Friday, May 2, 2008

[PBN] FIJI BIO FUEL COMPANY TESTS COCONUT OIL MIX

From: Pacific Islands Report (http://pidp.eastwestcenter.org/pireport/2008/May/05-01-03.htm) - 1/05/2008

A local company which has been testing a bio fuel product in Suva said it was waiting for test results to come through from Houston, in the United States on the quality of the product before it started production.

The company, BioDiesel (Pacific) Ltd, two weeks ago produced about 900 litres of diesel in 35 minutes, using a quantity of diesel mixed with a quantity of coconut oil.

"The end result is a bio diesel or renewable diesel product," said company chairman Ken Roberts (also the chief executive officer of the Fiji Employers' Federation) who said they have been trialing the renewable diesel for some time now.

"The machine is installed and we are waiting for test results from laboratories in Houston to confirm that we have produced to the expected standard, ASTM 975 or No 2 diesel. The result is expected to come through by end of this week or early next week.

"And once we get that then we have got a machine and the product itself. ASTM is an American standard for the quality of petroleum fuel," he explained.

Roberts said the 900 litres of diesel which they made two weeks ago, took about 35 minutes. But he said that potentially the equipment could convert 20,000 litres per day into renewable diesel.

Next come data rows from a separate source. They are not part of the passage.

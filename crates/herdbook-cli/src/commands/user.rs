//! `herdbook create-user`, `create-superuser`, `issue-token` and
//! `deactivate-user` command implementations
//!
//! Account creation runs through the same validation as `POST /users`.

use colored::Colorize;
use herdbook_server::auth::generate_key;
use herdbook_server::features::shared::Field;
use herdbook_server::features::users::commands::register::{
    self, RegisterUserCommand, RegisterUserError,
};
use herdbook_server::models::{normalize_email, User, UserChanges};
use herdbook_server::store::HerdStore;

use crate::error::{CliError, Result};
use crate::UserArgs;

pub async fn create(database_url: &str, args: &UserArgs, superuser: bool) -> Result<()> {
    let password = match &args.password {
        Some(password) => password.clone(),
        None => inquire::Password::new("Password:").prompt()?,
    };

    let command = register_command(args, password);
    let store = super::connect(database_url).await?;

    let result = if superuser {
        register::handle_superuser(&store, command).await
    } else {
        register::handle(&store, command).await
    };
    let user = result.map_err(|e| match e {
        RegisterUserError::Validation(errors) => CliError::Validation(errors.to_string()),
        RegisterUserError::Store(e) => CliError::Store(e),
        RegisterUserError::Password(e) => CliError::Internal(e.to_string()),
    })?;

    let kind = if superuser { "superuser" } else { "user" };
    println!("{} Created {} {} (id {})", "✓".green(), kind, user.email.bold(), user.id);
    Ok(())
}

pub async fn issue_token(database_url: &str, email: &str) -> Result<()> {
    let store = super::connect(database_url).await?;
    let user = find_user(&store, email).await?;

    let token = store.get_or_create_token(user.id, &generate_key()).await?;

    println!("{}", token);
    Ok(())
}

pub async fn deactivate(database_url: &str, email: &str) -> Result<()> {
    let store = super::connect(database_url).await?;
    let user = find_user(&store, email).await?;

    if !user.is_active {
        println!("{} {} is already inactive", "•".dimmed(), user.email);
        return Ok(());
    }

    let changes = UserChanges {
        is_active: Some(false),
        ..Default::default()
    };
    store.update_user(user.id, changes).await?;

    println!("{} Deactivated {}", "✓".green(), user.email.bold());
    Ok(())
}

fn register_command(args: &UserArgs, password: String) -> RegisterUserCommand {
    RegisterUserCommand {
        email: Field::Value(args.email.clone()),
        password: Field::Value(password),
        name: Field::Value(args.name.clone()),
        phone: args.phone.clone().map_or(Field::Missing, Field::Value),
    }
}

async fn find_user(store: &dyn HerdStore, email: &str) -> Result<User> {
    store
        .find_user_by_email(&normalize_email(email))
        .await?
        .ok_or_else(|| CliError::UserNotFound(email.to_string()))
}
pub mod commands;
pub mod queries;
pub mod routes;
pub mod types;

pub use commands::{
    CreateBovidError, DeleteBovidError, UpdateBovidCommand, UpdateBovidError, UploadImageCommand,
    UploadImageError,
};
pub use queries::{GetBovidError, ListBovidsError, ListBovidsQuery};
pub use types::{BovidDetailResponse, BovidImageResponse, BovidPayload, BovidResponse};

pub use routes::bovids_routes;
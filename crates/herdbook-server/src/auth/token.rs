//! API token keys and the `Authorization` header format

use rand::RngCore;

/// Length of a key in hex characters
pub const TOKEN_KEY_LEN: usize = 40;

/// A fresh random 40-character lowercase hex key
pub fn generate_key() -> String {
    let mut bytes = [0u8; TOKEN_KEY_LEN / 2];
    rand::thread_rng().fill_bytes(&mut bytes);
    hex::encode(bytes)
}

/// Pull the key out of `Bearer <key>` or `Token <key>`
///
/// The scheme is matched case-insensitively. Anything else, including a
/// scheme with no key, yields `None`.
pub fn parse_authorization(header: &str) -> Option<&str> {
    let (scheme, key) = header.trim().split_once(char::is_whitespace)?;
    if !scheme.eq_ignore_ascii_case("bearer") && !scheme.eq_ignore_ascii_case("token") {
        return None;
    }

    let key = key.trim();
    if key.is_empty() || key.contains(char::is_whitespace) {
        return None;
    }
    Some(key)
}
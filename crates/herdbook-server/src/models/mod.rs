//! Domain records
//!
//! Plain rows with explicit foreign-key fields. Ownership is always carried
//! as `user_id`; the Tag-Bovid relation lives in `bovid_tags` and is surfaced
//! on [`Bovid::tag_ids`].

use chrono::{DateTime, NaiveDate, Utc};
use serde::Serialize;
use sqlx::types::BigDecimal;
use sqlx::FromRow;

pub mod user;

pub use user::{is_valid_email, normalize_email, NewUser, User, UserChanges};

/// Identifier of a user, used as the ownership scope for every resource
pub type UserId = i64;

/// User-defined label attachable to many bovids
#[derive(Debug, Clone, PartialEq, Eq, Serialize, FromRow)]
pub struct Tag {
    pub id: i64,
    pub name: String,
    #[serde(skip)]
    pub user_id: UserId,
}

/// A tracked animal
#[derive(Debug, Clone, PartialEq, FromRow)]
pub struct Bovid {
    pub id: i64,
    pub user_id: UserId,
    pub mothers_name: String,
    pub fathers_name: String,
    pub type_of_bovid: String,
    pub breed: String,
    pub name: String,
    pub breeder: String,
    pub price: Option<BigDecimal>,
    pub date_of_birth: Option<NaiveDate>,
    pub date_of_death: Option<NaiveDate>,
    pub date_of_purchase: Option<NaiveDate>,
    pub date_sold: Option<NaiveDate>,
    /// Media key of the stored photo
    pub image: Option<String>,
    pub created: DateTime<Utc>,
    pub updated: DateTime<Utc>,
    /// Sorted ascending
    pub tag_ids: Vec<i64>,
}

/// Writable columns of a bovid
///
/// Both create and update write the full set; partial updates are merged
/// onto the existing row before reaching the store.
#[derive(Debug, Clone, Default, PartialEq)]
pub struct BovidFields {
    pub mothers_name: String,
    pub fathers_name: String,
    pub type_of_bovid: String,
    pub breed: String,
    pub name: String,
    pub breeder: String,
    pub price: Option<BigDecimal>,
    pub date_of_birth: Option<NaiveDate>,
    pub date_of_death: Option<NaiveDate>,
    pub date_of_purchase: Option<NaiveDate>,
    pub date_sold: Option<NaiveDate>,
    pub tag_ids: Vec<i64>,
}

impl From<&Bovid> for BovidFields {
    fn from(bovid: &Bovid) -> Self {
        Self {
            mothers_name: bovid.mothers_name.clone(),
            fathers_name: bovid.fathers_name.clone(),
            type_of_bovid: bovid.type_of_bovid.clone(),
            breed: bovid.breed.clone(),
            name: bovid.name.clone(),
            breeder: bovid.breeder.clone(),
            price: bovid.price.clone(),
            date_of_birth: bovid.date_of_birth,
            date_of_death: bovid.date_of_death,
            date_of_purchase: bovid.date_of_purchase,
            date_sold: bovid.date_sold,
            tag_ids: bovid.tag_ids.clone(),
        }
    }
}

/// A dated occurrence for one bovid
#[derive(Debug, Clone, PartialEq, Eq, FromRow)]
pub struct LifeEvent {
    pub id: i64,
    pub bovid_id: i64,
    pub user_id: UserId,
    pub event_type: String,
    pub notes: String,
    pub event_date: NaiveDate,
    pub created: DateTime<Utc>,
}

#[derive(Debug, Clone, PartialEq, Eq)]
pub struct NewLifeEvent {
    pub bovid_id: i64,
    pub event_type: String,
    pub notes: String,
    pub event_date: NaiveDate,
}

#[cfg(test)]
mod tests {
    use super::*;
    use std::str::FromStr;

    #[test]
    fn test_bovid_fields_from_bovid_copies_writable_columns() {
        let now = Utc::now();
        let bovid = Bovid {
            id: 9,
            user_id: 1,
            mothers_name: "bokkie".to_string(),
            fathers_name: "boelie".to_string(),
            type_of_bovid: "koei".to_string(),
            breed: "Nguni".to_string(),
            name: "kleintjie".to_string(),
            breeder: String::new(),
            price: Some(BigDecimal::from_str("5.00").unwrap()),
            date_of_birth: NaiveDate::from_ymd_opt(2019, 12, 1),
            date_of_death: None,
            date_of_purchase: None,
            date_sold: None,
            image: Some("images/a.png".to_string()),
            created: now,
            updated: now,
            tag_ids: vec![2, 3],
        };

        let fields = BovidFields::from(&bovid);
        assert_eq!(fields.name, "kleintjie");
        assert_eq!(fields.breed, "Nguni");
        assert_eq!(fields.tag_ids, vec![2, 3]);
        assert_eq!(fields.price, bovid.price);
        assert_eq!(fields.date_of_birth, bovid.date_of_birth);
    }
}
pub mod list;

pub use list::{ListTagsError, ListTagsQuery};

According to him, the product could have up to 80 per cent coconut oil and anything from 20 per cent and up could be diesel, plus the catalyst.

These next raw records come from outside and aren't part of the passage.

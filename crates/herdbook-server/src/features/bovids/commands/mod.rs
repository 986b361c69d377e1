pub mod create;
pub mod delete;
pub mod update;
pub mod upload_image;

pub use create::CreateBovidError;
pub use delete::DeleteBovidError;
pub use update::{UpdateBovidCommand, UpdateBovidError};
pub use upload_image::{UploadImageCommand, UploadImageError};
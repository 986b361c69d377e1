//! Token authentication
//!
//! [`AuthUser`] is the single ownership guard for the resource endpoints: a
//! handler that takes it cannot run for an anonymous caller, and the resolved
//! user id is what every store call is scoped by.

use axum::{
    async_trait,
    extract::{FromRef, FromRequestParts},
    http::{header::AUTHORIZATION, request::Parts},
};

use crate::error::AppError;
use crate::models::{User, UserId};
use crate::store::SharedStore;

pub mod password;
pub mod token;

pub use password::{hash_password, verify_password, PasswordError};
pub use token::{generate_key, parse_authorization};

/// The authenticated caller
#[derive(Debug, Clone)]
pub struct AuthUser(pub User);

impl AuthUser {
    pub fn id(&self) -> UserId {
        self.0.id
    }
}

#[async_trait]
impl<S> FromRequestParts<S> for AuthUser
where
    SharedStore: FromRef<S>,
    S: Send + Sync,
{
    type Rejection = AppError;

    async fn from_request_parts(parts: &mut Parts, state: &S) -> Result<Self, Self::Rejection> {
        let key = parts
            .headers
            .get(AUTHORIZATION)
            .and_then(|value| value.to_str().ok())
            .and_then(parse_authorization)
            .ok_or(AppError::Unauthorized)?;

        let store: SharedStore = FromRef::from_ref(state);
        match store.find_user_by_token(key).await? {
            Some(user) if user.is_active => {
                tracing::debug!(user_id = user.id, "Authenticated request");
                Ok(AuthUser(user))
            },
            Some(user) => {
                tracing::debug!(user_id = user.id, "Rejected token of inactive user");
                Err(AppError::Unauthorized)
            },
            None => Err(AppError::Unauthorized),
        }
    }
}
pub mod commands;
pub mod queries;
pub mod routes;
pub mod types;

pub use commands::{CreateEventCommand, CreateEventError};
pub use queries::{ListEventsError, ListEventsQuery};
pub use types::EventResponse;

pub use routes::events_routes;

"This is a demonstration unit and it is situated in Suva to make it accessible to a wide
number of people who might be traveling in and out of Suva, particularly from the Forum
Secretariat countries, all of which have coconuts."

According to him, the fuel could be used for any engine that requires diesel as a fuel including generator sets, boats, cars, tractors.

On how much coconut would be needed to produce the bio fuel, Roberts pointed out that a tonne of copra is made from 6000 nuts, giving 640 litres of coconut oil which could in a 80/20 mix, give 800 litres of renewable diesel.

On how environment friendly would the new product be considering that diesel generally produced a lot of black smoke, Robert explained that the conventional diesel imported into Fiji has 5000 parts per million of sulphur content.

"When used to mix with coconut oil this will lower significantly to be mere tens of parts per million."

Roberts said that BioDiesel (Pacific) Ltd was a local company. He, Roberts was a shareholder at this moment but more local and overseas investors are expected to take up shareholdings as they become involved as the distribution and the awareness of the project becomes more widely known and understood, he added.

The project aimed to provide a way in which a coconut farmer in the rural and the island areas could turn this product into a fuel product, he said. "All coconut farmers could supply the industry."

He said bio diesel was first produced in Fiji in the Mokosoi factory at Wailada in 1985, using the older trans-esterification technology.

Roberts and an associate Richard Noss brought the first equipment to Fiji in 1985. "It was believed that using coconut would provide a substantive saving to Fiji compared with the cost of importing regular diesel from petroleum sources."

But in 1985 the cost of coconut oil was too high and the price of regular diesel was too low for the trials to be considered profitable, after the initial proving that the system did work by providing an alternative fuel, he added.

The two associates encouraged the American holder of the patents for the catalyst to visit Fiji and to modularise the design of the equipment to make it more suitable for the logistics of small Pacific Island countries.

On how many jobs would be created once production got underway, Roberts said each regional site could require four to six employees as operators, depending on the number of shifts required to be worked, plus others involved in the movement of copra and the copra meal.

Roberts said the company was now ready to produce bio fuel on a regular basis as soon as the laboratories in Houston give it the green light.



1 comment:

Timmo said...

This precess is ideal for the islands. No flamable materials like methanol and no waste product like dirty water from biodiesel. The system has to be simple enough for the islands to produce using the natural resources available to them. With the combined labor of the island people collecting nuts (that they can get paid for) and the diesel typicaly supplied they can stretch the diesel twice as far as it typically lasts.